Protective effect of sacubitril/valsartan (Entresto®) on kidney function and filtration barrier injury in a porcine model of partial nephrectomy.

Kidney surgery often includes organ ischemia with risk of acute kidney injury. The present study tested if treatment with combined angiotensin II-AT1 receptor and neprilysin blocker Entresto® (LCZ696-sacubitril/valsartan) protects filtration barrier and kidney function after ischemia and partial nephrectomy in pigs. Single kidney glomerular filtration rate (GFR) by technetium-99m-diethylene-triamine-pentaasetate ([99mTc]Tc-DTPA) clearance was validated (n = 6).
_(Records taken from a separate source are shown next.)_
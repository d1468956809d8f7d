//! Error types produced by extraction, synthesis and rendering.

use camino::Utf8PathBuf;
use thiserror::Error;

/// Errors that can occur while extracting metadata or rendering a document.
#[derive(Debug, Error)]
#[non_exhaustive]
pub enum PrettyconfError {
    /// The declaration provider could not resolve a package path.
    #[error("package '{package}' could not be found")]
    PackageNotFound {
        /// Requested package path.
        package: String,
    },

    /// A record type referenced during synthesis is missing from the catalog.
    #[error("type {package}.{name} could not be found")]
    TypeNotFound {
        /// Package that should declare the type.
        package: String,
        /// Declared type name.
        name: String,
    },

    /// A field's declared type could not be resolved to a concrete identity.
    #[error("cannot resolve type '{type_name}' of field {package}.{owner}.{field}: {message}")]
    TypeResolution {
        /// Package declaring the field.
        package: String,
        /// Record type owning the field.
        owner: String,
        /// Declared field name.
        field: String,
        /// Display form of the unresolved type.
        type_name: String,
        /// Why resolution failed.
        message: String,
    },

    /// An annotation value could not be unescaped.
    #[error("failed to parse struct tag `{tag}`: {message}")]
    MalformedAnnotation {
        /// Raw annotation string.
        tag: String,
        /// Unescaping failure detail.
        message: String,
    },

    /// The instance tree carries a key that no field of the type serializes to.
    #[error("failed to find field {key} in type {package}.{type_name}")]
    FieldNotFound {
        /// Offending mapping key.
        key: String,
        /// Package declaring the type.
        package: String,
        /// Record type name.
        type_name: String,
    },

    /// Zero-fill cannot classify a field's type.
    #[error("failed to set zero property value for {field}: unhandled field type {type_name}")]
    UnsupportedFieldType {
        /// Declared field name.
        field: String,
        /// Display form of the field type.
        type_name: String,
    },

    /// A record type nests itself.
    #[error("cyclic type nesting detected: {cycle}")]
    CyclicType {
        /// Chain of types participating in the cycle.
        cycle: String,
    },

    /// A record-typed field holds something other than a mapping.
    #[error("field {field} of type {type_name} holds a {found}, expected a mapping")]
    UnexpectedNode {
        /// Serialized key of the field.
        field: String,
        /// Record type owning the field.
        type_name: String,
        /// Kind of node that was found.
        found: &'static str,
    },

    /// A Rust source file could not be parsed.
    #[error("failed to parse source file '{path}': {source}")]
    Source {
        /// File that failed to parse.
        path: Utf8PathBuf,
        /// Underlying parser error.
        #[source]
        source: syn::Error,
    },

    /// A declaration manifest or instance document could not be decoded.
    #[error("failed to decode '{path}': {message}")]
    Decode {
        /// Document that failed to decode.
        path: Utf8PathBuf,
        /// Decoder error message.
        message: String,
    },

    /// Filesystem access failed.
    #[error("I/O error at {path}: {source}")]
    Io {
        /// Path being accessed.
        path: Utf8PathBuf,
        /// Underlying I/O error.
        #[source]
        source: std::io::Error,
    },

    /// The rendered document could not be written to its sink.
    #[error("failed to write rendered document: {0}")]
    Write(#[source] std::io::Error),

    /// JSON encoding or decoding failed.
    #[error("JSON error: {0}")]
    Json(#[from] serde_json::Error),
}

/// Result alias used throughout the crate.
pub type PrettyconfResult<T> = Result<T, PrettyconfError>;

impl PrettyconfError {
    pub(crate) fn package_not_found(package: impl Into<String>) -> Self {
        Self::PackageNotFound {
            package: package.into(),
        }
    }

    pub(crate) fn io(path: impl Into<Utf8PathBuf>, source: std::io::Error) -> Self {
        Self::Io {
            path: path.into(),
            source,
        }
    }

    pub(crate) fn decode(path: impl Into<Utf8PathBuf>, err: impl std::fmt::Display) -> Self {
        Self::Decode {
            path: path.into(),
            message: err.to_string(),
        }
    }
}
Next, four groups of pigs were followed for 15 days (n = 24) after: 1) Partial nephrectomy (1/3 right kidney, 60 min ischemia) + Entresto® (49/51 mg/day, n = 8); 2) partial nephrectomy + vehicle (n = 8); 3) sham + Entresto® (49/51 mg/day, n = 4); 4) sham + vehicle (n = 4). GFR, diuresis, and u-albumin were measured at baseline and from each kidney after 15 days. The sum of single kidney GFR (25 ± 6 mL/min, right and 31 ± 7 mL/min, left) accounted for total GFR (56 ± 14 mL/min). Entresto® had no effect on baseline blood pressure, p-creatinine, midregional pro atrial natriuretic peptide (MR-proANP), heart rate, and diuresis. After 15 days, Entresto® increased GFR in the uninjured kidney (+23 ± 6 mL/min, P < 0.05) and reduced albuminuria from both kidneys. In the sham group, plasma MR-proANP was not altered by Entresto®; it increased to similar levels 2 hours after surgery with and without Entresto®. Fractional sodium excretion increased by Entresto®. Kidney histology and kidney injury molecule-1 in cortex tissue were not different. In conclusion, Entresto® protects the filtration barrier and increases the functional adaptive response of the uninjured kidney.